The Thirty Minutes That Changed His Entire Round
Mash Bonigala A founder came to me last week for a funding pressure test. Series A. Strong product, solid team, decent metrics. He had been raising for five months and could not figure out why investors kept going cold after the second meeting.
His deck was clean. His delivery was good. His numbers made sense. On paper, everything worked. In practice, nothing was closing.
I told him we had thirty minutes. I would play the investor. He would pitch. And I would tell him exactly where the round was dying.
The pitch
He opened well. Clear problem statement. Large market. Differentiated product. He knew his numbers cold. Revenue, retention, unit economics, burn rate. He had clearly done this dozens of times.
At the twelve minute mark I stopped him. I asked a question that no investor had apparently asked him in five months of meetings.
“Who is your customer’s customer?”
He paused. Then he started talking about his direct buyer, the procurement lead at mid-market SaaS companies. I stopped him again.
“I know who buys your product. I am asking who your buyer is trying to serve. What pressure is your buyer under from the person above them? What does your buyer need to deliver to keep their job? And how does your product connect to that chain of pressure?”
He went quiet for about fifteen seconds. Then he said something I hear more often than you would expect: “Nobody has ever asked me that.”
The problem underneath the problem
Here is what had happened. This founder had built a genuinely useful product for a real buyer. But his entire pitch was constructed around the features his product delivered to that buyer. Better workflows. Faster reporting. Cleaner data. All true. All measurable. All completely irrelevant to the person writing the cheque.
Investors do not fund features. They fund pressure. They want to know that the person buying your product is under so much pressure from above that the purchase is inevitable. That the problem you solve is connected to a chain of urgency that runs from your user all the way up to the CEO’s board presentation.
This founder’s buyer was a mid-level procurement lead. The procurement lead’s boss was a VP of Operations. The VP of Operations reported to a COO who was under intense pressure to cut vendor costs by 20% while maintaining service quality. The founder’s product directly enabled that 20% reduction. That was the story. That was always the story. He had just never connected the dots because he was too close to his own product to see the chain above it.
The rewrite
We spent the remaining eighteen minutes rebuilding his narrative from the top of the pressure chain down.
The opening was no longer about his product. It was about the COO problem. Every mid-market company with more than fifty vendors is bleeding money through procurement inefficiency. The average waste is 18-23% of total vendor spend. COOs know this. They have been told to fix it. The people tasked with fixing it, the procurement leads, are buried in spreadsheets and manual processes that make the problem worse, not better.
His product entered the story as the solution to the procurement lead’s daily pain, but framed inside the COO’s strategic mandate. The features were the same. The metrics were the same. The product had not changed. The frame had changed entirely.

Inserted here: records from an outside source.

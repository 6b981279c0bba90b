//! Package metadata as returned by the AUR RPC endpoint.

use serde::{Deserialize, Deserializer, Serialize};

/// One package entry from an RPC `results` array.
///
/// Field names follow the wire format of the AUR RPC v5 API. Absent or
/// `null` fields decode to their zero value, so a partially filled entry
/// (orphaned packages have a `null` maintainer) never fails to decode.
#[derive(Debug, Clone, PartialEq, Default, Deserialize, Serialize)]
#[serde(default)]
pub struct Package {
    #[serde(rename = "Name", deserialize_with = "null_to_default")]
    pub name: String,
    #[serde(rename = "Version", deserialize_with = "null_to_default")]
    pub version: String,
    #[serde(rename = "Description", deserialize_with = "null_to_default")]
    pub description: String,
    #[serde(rename = "Maintainer", deserialize_with = "null_to_default")]
    pub maintainer: String,
    #[serde(rename = "NumVotes", deserialize_with = "null_to_default")]
    pub num_votes: i64,
    #[serde(rename = "Popularity", deserialize_with = "null_to_default")]
    pub popularity: f64,
    #[serde(rename = "URL", deserialize_with = "null_to_default")]
    pub url: String,

    /// Resolved request URL, stamped before emission in verbose mode.
    /// Never part of the wire format or the JSON output.
    #[serde(skip)]
    pub request_url: Option<String>,
    /// 1-based position within the worker's emission stream, stamped
    /// together with `request_url`.
    #[serde(skip)]
    pub sequence: Option<u64>,
}

/// Decode `null` as the field's zero value instead of failing
fn null_to_default<'de, D, T>(deserializer: D) -> Result<T, D::Error>
where
    D: Deserializer<'de>,
    T: Default + Deserialize<'de>,
{
    Ok(Option::<T>::deserialize(deserializer)?.unwrap_or_default())
}

impl Package {
    /// Create a package with the required name and version
    pub fn new(name: impl Into<String>, version: impl Into<String>) -> Self {
        Self {
            name: name.into(),
            version: version.into(),
            ..Self::default()
        }
    }

    /// Check whether the package has no maintainer
    pub fn is_orphaned(&self) -> bool {
        self.maintainer.is_empty()
    }

    /// Attach verbose diagnostics prior to emission
    pub fn stamp_diagnostics(&mut self, request_url: impl Into<String>, sequence: u64) {
        self.request_url = Some(request_url.into());
        self.sequence = Some(sequence);
    }
}
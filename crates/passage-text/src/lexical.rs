//! Term-frequency lexical relevance.
//!
//! The score of a text for a query is the sum, over every query token
//! (repeats included), of how often that token occurs in the text.
use std::collections::HashMap;

use crate::analyzer::{analyze, word_analyzer};

/// Lowercased maximal word-character runs; punctuation and whitespace are dropped.
pub fn tokenize(text: &str) -> Vec<String> {
	if text.is_empty() { return Vec::new(); }
	analyze(&mut word_analyzer(), text)
}

/// One-shot form of [`LexicalScorer::score`].
pub fn lexical_score(text: &str, query: &str) -> f32 {
	LexicalScorer::new(query).score(text)
}

/// Scores many texts against one pre-tokenized query.
#[derive(Debug, Clone)]
pub struct LexicalScorer {
	query_tokens: Vec<String>,
}

impl LexicalScorer {
	pub fn new(query: &str) -> Self {
		Self { query_tokens: tokenize(query) }
	}

	pub fn query_tokens(&self) -> &[String] {
		&self.query_tokens
	}

	pub fn score(&self, text: &str) -> f32 {
		if self.query_tokens.is_empty() { return 0.0; }
		let text_tokens = tokenize(text);
		if text_tokens.is_empty() { return 0.0; }
		let tf = term_frequencies(&text_tokens);
		let total: usize = self.query_tokens.iter().map(|t| tf.get(t.as_str()).copied().unwrap_or(0)).sum();
		total as f32
	}
}

fn term_frequencies(tokens: &[String]) -> HashMap<&str, usize> {
	let mut tf = HashMap::with_capacity(tokens.len());
	for t in tokens {
		*tf.entry(t.as_str()).or_insert(0) += 1;
	}
	tf
}
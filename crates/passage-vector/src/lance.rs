//! LanceDB-backed collection.
//!
//! One table per collection with columns `id`, `text`, `metadata` (JSON),
//! one `meta_<key>` column per configured filter field, and a fixed-size
//! `vector` list. Filters are pushed down as SQL prefilters, so only the
//! configured filter fields can be filtered on. Cosine distance only.
use std::sync::Arc;

use arrow_array::types::Float32Type;
use arrow_array::{Array, ArrayRef, FixedSizeListArray, Float32Array, RecordBatch, RecordBatchIterator, StringArray};
use arrow_schema::{DataType, Field, Schema, SchemaRef};
use futures::TryStreamExt;
use lancedb::query::{ExecutableQuery, QueryBase};
use lancedb::{connect, DistanceType, Table};
use tokio::runtime::Runtime;

use passage_core::{BackendHit, Chunk, Distance, Embedding, Error, Meta, Result, SearchFilter, VectorBackend, VectorRecord};

const FILTER_COLUMN_PREFIX: &str = "meta_";

pub fn build_arrow_schema(dim: usize, filter_fields: &[String]) -> SchemaRef {
	let mut fields = vec![
		Field::new("id", DataType::Utf8, false),
		Field::new("text", DataType::Utf8, false),
		Field::new("metadata", DataType::Utf8, false),
	];
	fields.extend(filter_fields.iter().map(|f| Field::new(format!("{FILTER_COLUMN_PREFIX}{f}"), DataType::Utf8, true)));
	fields.push(Field::new("vector", vector_type(dim), true));
	Arc::new(Schema::new(fields))
}

fn vector_type(dim: usize) -> DataType {
	DataType::FixedSizeList(Arc::new(Field::new("item", DataType::Float32, true)), dim as i32)
}

pub struct LanceBackend {
	runtime: Runtime,
	table: Table,
	name: String,
	dim: usize,
	filter_fields: Vec<String>,
	schema: SchemaRef,
}

impl LanceBackend {
	/// Connect to `uri` and open (or create) the collection table `name`.
	pub fn open(uri: &str, name: &str, dim: usize, distance: Distance, filter_fields: Vec<String>) -> Result<Self> {
		if distance != Distance::Cosine {
			return Err(Error::InvalidConfig("the lance backend supports cosine distance only".into()));
		}
		if dim == 0 {
			return Err(Error::InvalidConfig("collection dimension must be greater than zero".into()));
		}
		if let Some(bad) = filter_fields.iter().find(|f| f.is_empty() || !f.chars().all(|c| c.is_ascii_alphanumeric() || c == '_')) {
			return Err(Error::InvalidConfig(format!("filter field '{bad}' must match [A-Za-z0-9_]+")));
		}
		let runtime = Runtime::new().map_err(Error::backend)?;
		let schema = build_arrow_schema(dim, &filter_fields);
		let table = runtime.block_on(async {
			let conn = connect(uri).execute().await?;
			if !conn.table_names().execute().await?.contains(&name.to_string()) {
				let iter = RecordBatchIterator::new(vec![].into_iter(), schema.clone());
				conn.create_table(name, Box::new(iter)).execute().await?;
				tracing::info!(uri, table = name, dim, "created lance table");
			}
			conn.open_table(name).execute().await
		}).map_err(Error::backend)?;

		let existing = runtime.block_on(table.schema()).map_err(Error::backend)?;
		let stored = existing.field_with_name("vector").map(|f| f.data_type().clone()).ok();
		if stored.as_ref() != Some(&vector_type(dim)) {
			return Err(Error::InvalidConfig(format!("lance table '{name}' does not hold {dim}-dimensional vectors")));
		}
		if !existing.fields().iter().map(|f| f.name()).eq(schema.fields().iter().map(|f| f.name())) {
			return Err(Error::InvalidConfig(format!("lance table '{name}' was created with different filter fields")));
		}
		Ok(Self { runtime, table, name: name.to_string(), dim, filter_fields, schema })
	}

	/// One `merge_insert` commit keyed on `id`; with `delete_missing`, rows
	/// absent from `records` are dropped in the same commit.
	fn merge(&self, records: Vec<VectorRecord>, delete_missing: bool) -> Result<()> {
		if let Some(bad) = records.iter().find(|r| r.vector.dim() != self.dim) {
			return Err(Error::InvalidVector { expected: self.dim, actual: bad.vector.dim() });
		}
		if records.is_empty() { return Ok(()); }
		let batch = self.to_record_batch(&records)?;
		let reader = Box::new(RecordBatchIterator::new(vec![Ok(batch)].into_iter(), self.schema.clone()));
		self.runtime.block_on(async {
			let mut mi = self.table.merge_insert(&["id"]);
			mi.when_matched_update_all(None).when_not_matched_insert_all();
			if delete_missing {
				mi.when_not_matched_by_source_delete(None);
			}
			mi.execute(reader).await.map(|_| ())
		}).map_err(Error::backend)?;
		tracing::debug!(table = %self.name, rows = records.len(), delete_missing, "merged into lance");
		Ok(())
	}

	fn to_record_batch(&self, records: &[VectorRecord]) -> Result<RecordBatch> {
		let ids: Vec<String> = records.iter().map(|r| r.chunk.id.clone()).collect();
		let texts: Vec<String> = records.iter().map(|r| r.chunk.text.clone()).collect();
		let metadata = records
			.iter()
			.map(|r| serde_json::to_string(&r.chunk.metadata))
			.collect::<std::result::Result<Vec<String>, _>>()
			.map_err(Error::backend)?;

		let mut columns: Vec<ArrayRef> = vec![
			Arc::new(StringArray::from(ids)),
			Arc::new(StringArray::from(texts)),
			Arc::new(StringArray::from(metadata)),
		];
		for field in &self.filter_fields {
			let values: Vec<Option<String>> = records.iter().map(|r| r.chunk.metadata.get(field).cloned()).collect();
			columns.push(Arc::new(StringArray::from(values)));
		}
		let vectors = records.iter().map(|r| Some(r.vector.as_slice().iter().copied().map(Some).collect::<Vec<_>>()));
		columns.push(Arc::new(FixedSizeListArray::from_iter_primitive::<Float32Type, _, _>(vectors, self.dim as i32)));

		RecordBatch::try_new(self.schema.clone(), columns).map_err(Error::backend)
	}

	/// SQL conjunction over the filter columns; unknown keys are a configuration error.
	fn predicate(&self, filter: &SearchFilter) -> Result<Option<String>> {
		let mut clauses = Vec::with_capacity(filter.len());
		for (key, value) in filter.iter() {
			if !self.filter_fields.iter().any(|f| f == key) {
				return Err(Error::InvalidConfig(format!("metadata key '{key}' is not a filter field of '{}'", self.name)));
			}
			clauses.push(format!("{FILTER_COLUMN_PREFIX}{key} = '{}'", value.replace('\'', "''")));
		}
		Ok(if clauses.is_empty() { None } else { Some(clauses.join(" AND ")) })
	}
}

fn string_column<'a>(batch: &'a RecordBatch, name: &str) -> Result<&'a StringArray> {
	batch
		.column_by_name(name)
		.and_then(|c| c.as_any().downcast_ref::<StringArray>())
		.ok_or_else(|| Error::backend(anyhow::anyhow!("lance result is missing the '{name}' column")))
}

/// Decode one result batch; scores are `1 - _distance`.
fn batch_hits(batch: &RecordBatch, hits: &mut Vec<BackendHit>) -> Result<()> {
	let ids = string_column(batch, "id")?;
	let texts = string_column(batch, "text")?;
	let metadata = string_column(batch, "metadata")?;
	let distances = batch
		.column_by_name("_distance")
		.and_then(|c| c.as_any().downcast_ref::<Float32Array>())
		.ok_or_else(|| Error::backend(anyhow::anyhow!("lance result is missing the '_distance' column")))?;
	for i in 0..batch.num_rows() {
		let meta: Meta = serde_json::from_str(metadata.value(i)).map_err(Error::backend)?;
		let chunk = Chunk { id: ids.value(i).to_string(), text: texts.value(i).to_string(), metadata: meta };
		hits.push(BackendHit { chunk, score: 1.0 - distances.value(i) });
	}
	Ok(())
}

impl VectorBackend for LanceBackend {
	fn name(&self) -> &str { &self.name }

	fn dim(&self) -> usize { self.dim }

	fn upsert(&mut self, records: Vec<VectorRecord>) -> Result<()> {
		self.merge(records, false)
	}

	fn replace(&mut self, records: Vec<VectorRecord>) -> Result<()> {
		if records.is_empty() { return self.clear(); }
		self.merge(records, true)
	}

	fn query(&self, vector: &Embedding, limit: usize, filter: &SearchFilter) -> Result<Vec<BackendHit>> {
		if vector.dim() != self.dim {
			return Err(Error::InvalidVector { expected: self.dim, actual: vector.dim() });
		}
		if limit == 0 { return Ok(Vec::new()); }
		let predicate = self.predicate(filter)?;
		let batches: Vec<RecordBatch> = self.runtime.block_on(async {
			let mut query = self.table.vector_search(vector.as_slice().to_vec())?.distance_type(DistanceType::Cosine).limit(limit);
			if let Some(p) = predicate { query = query.only_if(p); }
			query.execute().await?.try_collect::<Vec<_>>().await
		}).map_err(Error::backend)?;

		let mut hits = Vec::new();
		for batch in &batches {
			batch_hits(batch, &mut hits)?;
		}
		hits.sort_by(|a, b| b.score.partial_cmp(&a.score).unwrap_or(std::cmp::Ordering::Equal));
		hits.truncate(limit);
		Ok(hits)
	}

	fn clear(&mut self) -> Result<()> {
		self.runtime.block_on(self.table.delete("true")).map(|_| ()).map_err(Error::backend)
	}

	fn len(&self) -> Result<usize> {
		self.runtime.block_on(self.table.count_rows(None)).map_err(Error::backend)
	}
}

Instead of pitching a procurement tool, he was now pitching a company that sits at the centre of a pressure point that every mid-market COO is desperate to solve. Same product. Completely different investment thesis.
The epiphany
He sat back in his chair and said: “I have been pitching the wrong story for eighteen months.”
And here is the part that still gets me after thirty years of doing this. He was pitching the wrong story because he was too good at building. He understood his product so deeply, every feature, every integration, every workflow improvement, that he could not see past it to the larger pressure system his product lived inside.
This is the most common failure mode I see in technical founders who raise. They build something genuinely excellent and then pitch it from the inside out, starting with what the product does and working outward toward why it matters. Investors need to hear it from the outside in. Start with the pressure. Start with the problem that keeps a C-suite executive awake. Then show how that pressure flows downhill until it lands on a desk where your product is the obvious answer.
The question every founder should ask
Before your next investor meeting, ask yourself this: can you describe the chain of pressure that makes your product inevitable?
Start from the top. Who is the executive under pressure? What are they being asked to deliver? Who below them is failing to deliver it? Why are they failing? And where does your product sit in that chain?
If you can answer that clearly, your pitch will land differently. Because investors do not buy products. They buy pressure. They buy inevitability. They buy the story of a problem that is so urgent, so structural, and so clearly connected to how companies actually operate, that the product almost does not matter.
The product matters, of course. But it matters second. The pressure matters first.
That is what thirty minutes in a room with the right question can reveal.